(About this task): Only the number is needed: how many lines of the records include "registers"?
- - -
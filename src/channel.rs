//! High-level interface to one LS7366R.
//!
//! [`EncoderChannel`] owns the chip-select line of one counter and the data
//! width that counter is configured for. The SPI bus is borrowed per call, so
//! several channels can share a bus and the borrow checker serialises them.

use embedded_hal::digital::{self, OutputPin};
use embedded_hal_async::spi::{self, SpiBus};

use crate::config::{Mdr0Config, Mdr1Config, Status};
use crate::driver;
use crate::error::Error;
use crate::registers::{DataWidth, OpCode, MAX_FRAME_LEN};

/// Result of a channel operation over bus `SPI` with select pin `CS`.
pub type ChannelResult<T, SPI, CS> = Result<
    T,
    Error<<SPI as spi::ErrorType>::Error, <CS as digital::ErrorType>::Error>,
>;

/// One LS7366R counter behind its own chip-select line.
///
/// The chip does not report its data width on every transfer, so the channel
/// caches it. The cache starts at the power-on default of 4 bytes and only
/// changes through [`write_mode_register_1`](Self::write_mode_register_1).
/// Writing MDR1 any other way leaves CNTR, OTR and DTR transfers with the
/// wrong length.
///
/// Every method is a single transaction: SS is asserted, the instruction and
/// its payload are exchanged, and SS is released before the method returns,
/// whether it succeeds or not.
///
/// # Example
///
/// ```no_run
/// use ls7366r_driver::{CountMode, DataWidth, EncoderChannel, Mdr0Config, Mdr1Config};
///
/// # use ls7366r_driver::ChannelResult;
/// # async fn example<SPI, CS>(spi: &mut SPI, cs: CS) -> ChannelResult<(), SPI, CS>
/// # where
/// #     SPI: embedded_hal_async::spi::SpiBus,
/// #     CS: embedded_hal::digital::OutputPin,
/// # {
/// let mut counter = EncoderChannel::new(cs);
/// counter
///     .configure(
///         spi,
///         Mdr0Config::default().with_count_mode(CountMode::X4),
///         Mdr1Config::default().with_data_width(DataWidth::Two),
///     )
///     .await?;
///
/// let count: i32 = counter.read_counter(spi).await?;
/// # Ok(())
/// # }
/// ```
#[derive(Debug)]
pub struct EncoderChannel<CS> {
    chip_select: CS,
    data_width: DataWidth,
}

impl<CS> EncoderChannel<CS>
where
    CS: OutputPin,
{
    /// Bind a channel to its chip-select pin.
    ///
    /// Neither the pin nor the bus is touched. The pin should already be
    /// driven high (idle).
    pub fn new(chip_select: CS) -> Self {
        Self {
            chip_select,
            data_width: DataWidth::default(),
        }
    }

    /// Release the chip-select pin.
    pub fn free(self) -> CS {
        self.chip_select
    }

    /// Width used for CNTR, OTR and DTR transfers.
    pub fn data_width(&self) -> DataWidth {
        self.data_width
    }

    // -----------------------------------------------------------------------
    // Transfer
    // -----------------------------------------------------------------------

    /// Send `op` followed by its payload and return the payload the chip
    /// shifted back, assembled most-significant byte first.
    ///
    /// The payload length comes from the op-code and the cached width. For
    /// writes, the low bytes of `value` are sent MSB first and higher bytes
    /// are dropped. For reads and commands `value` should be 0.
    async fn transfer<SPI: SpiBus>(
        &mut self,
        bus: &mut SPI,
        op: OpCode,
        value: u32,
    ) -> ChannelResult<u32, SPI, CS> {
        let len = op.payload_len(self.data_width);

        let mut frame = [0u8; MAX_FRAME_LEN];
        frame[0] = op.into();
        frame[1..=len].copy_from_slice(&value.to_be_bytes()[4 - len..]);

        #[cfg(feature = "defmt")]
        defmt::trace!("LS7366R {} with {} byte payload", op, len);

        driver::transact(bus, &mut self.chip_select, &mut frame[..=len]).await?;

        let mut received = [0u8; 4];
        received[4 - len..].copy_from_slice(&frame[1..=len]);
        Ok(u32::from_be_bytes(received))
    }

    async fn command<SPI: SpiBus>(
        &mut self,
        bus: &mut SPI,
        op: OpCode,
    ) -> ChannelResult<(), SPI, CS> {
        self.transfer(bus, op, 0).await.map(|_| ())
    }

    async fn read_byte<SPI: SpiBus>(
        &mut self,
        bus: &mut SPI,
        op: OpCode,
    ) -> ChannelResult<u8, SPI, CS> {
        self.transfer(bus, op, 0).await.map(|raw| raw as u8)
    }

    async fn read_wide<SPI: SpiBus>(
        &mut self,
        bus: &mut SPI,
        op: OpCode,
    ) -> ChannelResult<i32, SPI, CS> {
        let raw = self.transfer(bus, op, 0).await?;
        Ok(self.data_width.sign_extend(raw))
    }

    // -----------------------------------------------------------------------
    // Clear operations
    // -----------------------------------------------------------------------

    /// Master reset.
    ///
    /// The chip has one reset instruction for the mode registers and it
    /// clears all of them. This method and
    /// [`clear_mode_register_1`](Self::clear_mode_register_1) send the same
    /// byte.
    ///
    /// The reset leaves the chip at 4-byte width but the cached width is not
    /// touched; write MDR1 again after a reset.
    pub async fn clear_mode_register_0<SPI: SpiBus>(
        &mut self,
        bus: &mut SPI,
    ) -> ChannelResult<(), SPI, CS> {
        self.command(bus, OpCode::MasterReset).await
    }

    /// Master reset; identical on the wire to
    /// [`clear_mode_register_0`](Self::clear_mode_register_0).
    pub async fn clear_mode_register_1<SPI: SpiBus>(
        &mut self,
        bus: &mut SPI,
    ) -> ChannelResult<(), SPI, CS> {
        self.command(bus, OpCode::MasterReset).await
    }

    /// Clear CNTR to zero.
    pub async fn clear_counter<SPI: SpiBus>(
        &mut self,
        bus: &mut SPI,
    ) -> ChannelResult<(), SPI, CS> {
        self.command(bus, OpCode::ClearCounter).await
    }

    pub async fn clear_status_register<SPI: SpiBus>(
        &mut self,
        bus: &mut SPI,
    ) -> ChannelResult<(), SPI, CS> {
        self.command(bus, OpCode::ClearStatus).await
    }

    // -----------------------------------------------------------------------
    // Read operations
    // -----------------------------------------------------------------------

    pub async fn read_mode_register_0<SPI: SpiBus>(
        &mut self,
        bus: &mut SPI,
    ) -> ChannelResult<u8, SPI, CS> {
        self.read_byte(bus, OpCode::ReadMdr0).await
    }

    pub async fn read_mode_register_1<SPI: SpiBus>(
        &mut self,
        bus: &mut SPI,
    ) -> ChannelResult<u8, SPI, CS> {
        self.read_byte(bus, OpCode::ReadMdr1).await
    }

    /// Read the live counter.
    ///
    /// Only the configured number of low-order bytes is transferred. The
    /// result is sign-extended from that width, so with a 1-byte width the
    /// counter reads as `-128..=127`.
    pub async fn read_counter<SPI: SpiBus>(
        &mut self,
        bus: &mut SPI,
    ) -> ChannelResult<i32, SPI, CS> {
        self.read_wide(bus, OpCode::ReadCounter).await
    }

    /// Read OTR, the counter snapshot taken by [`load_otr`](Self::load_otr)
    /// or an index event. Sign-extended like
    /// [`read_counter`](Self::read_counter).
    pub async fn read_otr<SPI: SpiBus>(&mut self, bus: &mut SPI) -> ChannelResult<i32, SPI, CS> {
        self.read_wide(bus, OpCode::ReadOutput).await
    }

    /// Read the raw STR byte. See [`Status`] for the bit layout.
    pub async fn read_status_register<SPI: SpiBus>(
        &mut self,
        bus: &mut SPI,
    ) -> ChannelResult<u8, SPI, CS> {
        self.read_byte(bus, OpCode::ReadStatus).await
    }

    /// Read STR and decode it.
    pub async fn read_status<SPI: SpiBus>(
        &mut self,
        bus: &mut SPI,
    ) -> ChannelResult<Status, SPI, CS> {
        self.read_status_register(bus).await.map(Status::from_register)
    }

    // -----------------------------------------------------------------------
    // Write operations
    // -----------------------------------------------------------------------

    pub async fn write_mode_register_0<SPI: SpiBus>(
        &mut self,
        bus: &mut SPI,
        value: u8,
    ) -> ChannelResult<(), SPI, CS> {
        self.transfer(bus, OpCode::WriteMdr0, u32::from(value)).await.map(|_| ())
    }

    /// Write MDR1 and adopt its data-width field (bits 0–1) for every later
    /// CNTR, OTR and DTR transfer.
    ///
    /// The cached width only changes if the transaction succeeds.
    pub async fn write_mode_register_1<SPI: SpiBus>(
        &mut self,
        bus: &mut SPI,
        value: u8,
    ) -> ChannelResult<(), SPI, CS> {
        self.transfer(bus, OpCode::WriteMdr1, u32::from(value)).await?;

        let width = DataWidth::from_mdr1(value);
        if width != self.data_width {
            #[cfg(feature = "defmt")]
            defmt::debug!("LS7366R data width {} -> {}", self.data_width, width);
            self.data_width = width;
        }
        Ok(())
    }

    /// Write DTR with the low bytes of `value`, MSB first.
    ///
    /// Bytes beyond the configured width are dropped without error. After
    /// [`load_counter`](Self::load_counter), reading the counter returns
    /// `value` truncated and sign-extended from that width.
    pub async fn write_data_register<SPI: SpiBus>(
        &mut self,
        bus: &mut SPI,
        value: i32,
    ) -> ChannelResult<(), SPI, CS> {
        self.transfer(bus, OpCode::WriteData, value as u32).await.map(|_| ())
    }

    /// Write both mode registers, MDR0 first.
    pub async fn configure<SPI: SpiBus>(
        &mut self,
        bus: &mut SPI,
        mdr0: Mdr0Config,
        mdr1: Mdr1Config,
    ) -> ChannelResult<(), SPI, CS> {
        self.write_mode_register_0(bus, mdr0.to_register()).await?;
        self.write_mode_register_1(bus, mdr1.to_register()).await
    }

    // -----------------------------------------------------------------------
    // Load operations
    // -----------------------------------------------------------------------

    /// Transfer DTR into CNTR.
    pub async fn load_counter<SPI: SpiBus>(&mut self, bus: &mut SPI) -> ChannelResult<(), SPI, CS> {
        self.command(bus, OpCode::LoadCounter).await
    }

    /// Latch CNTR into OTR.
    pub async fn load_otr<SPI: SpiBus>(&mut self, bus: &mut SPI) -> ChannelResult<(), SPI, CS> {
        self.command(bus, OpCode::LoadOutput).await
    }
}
- - -
(Solution to the exercise): 3